** Opening Given records block **

//! Configuration loading
//!
//! Loads database connection configuration from environment variables,
//! optionally reading from a .env file first.

use crate::prelude::GormgenError;
use std::{env, path::Path};
use tracing::{debug, error, trace, warn};

/// Database connection configuration
#[derive(Debug, Clone)]
pub struct DbConfig {
    pub host: String,
    pub port: u16,
    pub database: String,
    pub user: String,
    pub password: String,
    pub sslmode: String,
}

impl DbConfig {
    /// Load configuration from environment variables
    ///
    /// Expected variables:
    /// - DB_HOST (default: localhost)
    /// - DB_PORT (default: 5432)
    /// - DB_NAME (required)
    /// - DB_USER (required)
    /// - DB_PASSWORD (required)
    /// - DB_SSLMODE (default: disable)
    pub fn from_env() -> Result<Self, GormgenError> {
        debug!("Loading database configuration from environment");
        Self::from_lookup(|key| env::var(key).ok())
    }

    /// Build configuration from an arbitrary variable source
    pub fn from_lookup<F>(lookup: F) -> Result<Self, GormgenError>
    where
        F: Fn(&str) -> Option<String>,
    {
        let with_default = |key: &str, default: &str| {
            lookup(key).unwrap_or_else(|| {
                trace!(key = ?key, "Variable not set, using default");
                default.to_string()
            })
        };

        let required = |key: &str| {
            lookup(key).ok_or_else(|| {
                error!(key = ?key, "Required environment variable is not set");
                GormgenError::Config(format!("{} environment variable is required", key))
            })
        };

        let host = with_default("DB_HOST", "localhost");
        let port_str = with_default("DB_PORT", "5432");

        let port = port_str.parse::<u16>().map_err(|e| {
            error!(port = ?port_str, error = ?e, "Invalid DB_PORT value");
            GormgenError::Config("DB_PORT must be a valid port number".to_string())
        })?;

        let database = required("DB_NAME")?;
        let user = required("DB_USER")?;
        let password = required("DB_PASSWORD")?;
        let sslmode = with_default("DB_SSLMODE", "disable");

        debug!(host = ?host, port = ?port, database = ?database, user = ?user, "Configuration loaded");

        Ok(Self {
            host,
            port,
            database,
            user,
            password,
            sslmode,
        })
    }

    /// Load a .env file and then read configuration from environment
    pub fn load(env_file: &Path) -> Result<Self, GormgenError> {
        if env_file.exists() {
            debug!(path = ?env_file, "Loading environment file");
            dotenvy::from_path(env_file).map_err(|e| {
                error!(path = ?env_file, error = ?e, "Failed to load environment file");
                GormgenError::Config(format!("Failed to load {}: {}", env_file.display(), e))
            })?;
        } else {
            warn!(path = ?env_file, "Environment file not found, using existing environment");
        }

        Self::from_env()
    }

    /// Build a PostgreSQL connection string
    pub fn postgres_connection_string(&self) -> String {
        format!(
            "host={} port={} dbname={} user={} password={} sslmode={}",
            self.host, self.port, self.database, self.user, self.password, self.sslmode
        )
    }

    /// Build a connection string with password redacted (for logs and error messages)
    pub fn redacted_connection_string(&self) -> String {
        format!(
            "host={} port={} dbname={} user={} password=*** sslmode={}",
            self.host, self.port, self.database, self.user, self.sslmode
        )
    }
}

** Closing Given records block **

Would you count the lines in the data that include the word "environment" and reply with only the number?

_Task answer_
9